Nelle edicole è ormai abituale trovare a buon prezzo opere generali di carattere divulgativo, spesso a prezzo staandard di euro 12.90. Anche io sono un acquirente di queste opere, soprattutto per il basso prezzo e la buona veste grafica. Ma non sempre valgono il poco che costano. Così ad esempio nella Storia delle Religioni, uscita con “la Repubblica” ed originariamente apparsa presso Laterza, trovo un polpettone a cura di Giovanni Filoramo, dove a proposito del Dictatus di Gregorio VII trovo la seguente illuminazione:

«Pressoché tutti i manuali di storia medievale [sarebbe stato meglio sorvolare?], quando devono illustrare le concezioni gregoriane, si rifanno alle ventisette proposizioni che nel registro delle lettere di quel papa sono riportate sotto il titolo di Dictatus papae.
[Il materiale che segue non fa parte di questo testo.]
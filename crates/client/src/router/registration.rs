//! Version handover between routers.
//!
//! A registration holds at most one active and one waiting router. A new
//! version installs next to the active one, which keeps answering fetches in
//! the `Updating` state until the newcomer activates and replaces it.

use std::sync::Arc;

use folio_core::Error;
use tokio::sync::RwLock;

use super::{ActivateReport, ClientMessage, FetchOutcome, InstallReport, LifecycleState, MessageReply, Router};
use crate::fetch::Request;

#[derive(Default)]
pub struct Registration {
    active: RwLock<Option<Arc<Router>>>,
    waiting: RwLock<Option<Arc<Router>>>,
}

impl Registration {
    pub fn new() -> Self {
        Self::default()
    }

    pub async fn active(&self) -> Option<Arc<Router>> {
        self.active.read().await.clone()
    }

    pub async fn waiting(&self) -> Option<Arc<Router>> {
        self.waiting.read().await.clone()
    }

    /// Install `router` and park it as the waiting worker.
    ///
    /// A previously waiting router is discarded.
    ///
    /// # Errors
    ///
    /// Propagates install failures; the registration is left unchanged.
    pub async fn register(&self, router: Arc<Router>) -> Result<InstallReport, Error> {
        let report = router.on_install().await?;

        if let Some(active) = self.active.read().await.as_ref()
            && active.cache_name() != router.cache_name()
        {
            active.set_state(LifecycleState::Updating);
        }

        if let Some(previous) = self.waiting.write().await.replace(router) {
            previous.set_state(LifecycleState::Redundant);
        }

        Ok(report)
    }

    /// Activate the waiting router and make it the active one.
    ///
    /// The active router keeps answering fetches throughout, but its store
    /// is closed for writes and its background refreshes are drained before
    /// stale stores are deleted.
    ///
    /// # Errors
    ///
    /// Returns `Error::InvalidState` when nothing is waiting, or the
    /// activation error (the router stays waiting, the active one keeps
    /// writing).
    pub async fn activate(&self) -> Result<ActivateReport, Error> {
        let mut waiting = self.waiting.write().await;
        let Some(next) = waiting.clone() else {
            return Err(Error::InvalidState("no waiting worker to activate".into()));
        };

        let previous = self.active().await;
        if let Some(previous) = &previous
            && previous.cache_name() != next.cache_name()
        {
            previous.close_store().await;
            previous.wait_until_idle().await;
        }

        let report = match next.on_activate().await {
            Ok(report) => report,
            Err(e) => {
                if let Some(previous) = &previous {
                    previous.reopen_store().await;
                }
                return Err(e);
            }
        };
        waiting.take();

        let replaced = self.active.write().await.replace(next);
        if let Some(replaced) = replaced {
            replaced.set_state(LifecycleState::Redundant);
            replaced.wait_until_idle().await;
        }

        Ok(report)
    }

    /// Promote the waiting router without waiting for pages to close.
    ///
    /// # Errors
    ///
    /// Same as [`Registration::activate`].
    pub async fn skip_waiting(&self) -> Result<ActivateReport, Error> {
        self.activate().await
    }

    /// Route a request through the active router.
    pub async fn fetch(&self, request: &Request) -> FetchOutcome {
        match self.active().await {
            Some(router) => router.on_fetch(request).await,
            None => FetchOutcome::Passthrough,
        }
    }

    /// Deliver a page message; `SkipWaiting` promotes the waiting router.
    ///
    /// Messages are answered by the active router, or the waiting one when
    /// nothing is active yet.
    pub async fn message(&self, message: &ClientMessage) -> Result<MessageReply, Error> {
        let target = match self.active().await {
            Some(router) => router,
            None => self
                .waiting()
                .await
                .ok_or_else(|| Error::InvalidState("no worker registered".into()))?,
        };

        match target.on_message(message) {
            MessageReply::SkipWaiting => {
                if self.waiting().await.is_some() {
                    self.skip_waiting().await?;
                }
                Ok(MessageReply::SkipWaiting)
            }
            reply => Ok(reply),
        }
    }
}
In effetti [ma guarda un po’!] esse sintetizzano in modo chiarissimo la vastità e profondità delle prerogative e delle competenze riservate alla chiesa romana [o a Gregorio VII?], e ovviamente al suo vescovo: una chiesa romana [e torna lui] alla quale era attribuita la superiorità dottrinale e giuridica [sulla base dei falsi sfornati come in una fabbrica?] su tutta la cristianità, amdando contro ai tradizionali diritti e poteri non solo del “regno”, ma anche dei metropoliti e dei vescovi. Si apriva una vastissima capacità di intervento della chiesa romana così nel corpo ecclesiastico, come nella società. Il processo che era nato per difendere la libertas ecclesiae da ogni intervento che apparisse intromissione nelle vita degli enti della chiesa [ma quale processo?], finì per trasformarsi nell'avvio di un processo di fagocitazione della società nella chiesa [bell’eufemismo!], ovvero di sacralizzazione della realtà [ma quale sacralizzazione?!]. Finì pure per sollecitare la necessità di una ricostruzione razionale delle istituzioni ecclesiastiche, strutturate in modo gerarchico e culminanti nel papato romano» (p. 220).
Ed è tutto sul Dictatus di Gregorio VII, il quale pensava a se stesso innanzitutto ed alla sua libido dominandi senza starsi troppo a curare delle generalizzazioni che mille anni dopo ne avrebbe tratto il divulgatore delle edicole. Un bell’esempio di assenza di spirito critico e di reticenza. Meglio lasciar perdere gli edicolanti! Chi mette a confronto un testo come quello di Peter De Rosa e l’altro di Giovanni Filoramo, edicolante della domenica, può farsi un’idea di cosa può significare una storiografia addomesticata. Chi narra la storia deve avere il coraggio di un giudizio critico. Altrimenti, se non falsifica la storia come fece Gregorio VII, certamente nasconde i fatti e copre i crimini e le colpe di epoche anche assai remote. In tempi in cui si pretende di far passare come un valore in quanto “radici cristiane” le nefandezze di un Gregorio VII lo storico che avalla simili operazioni si rende complice.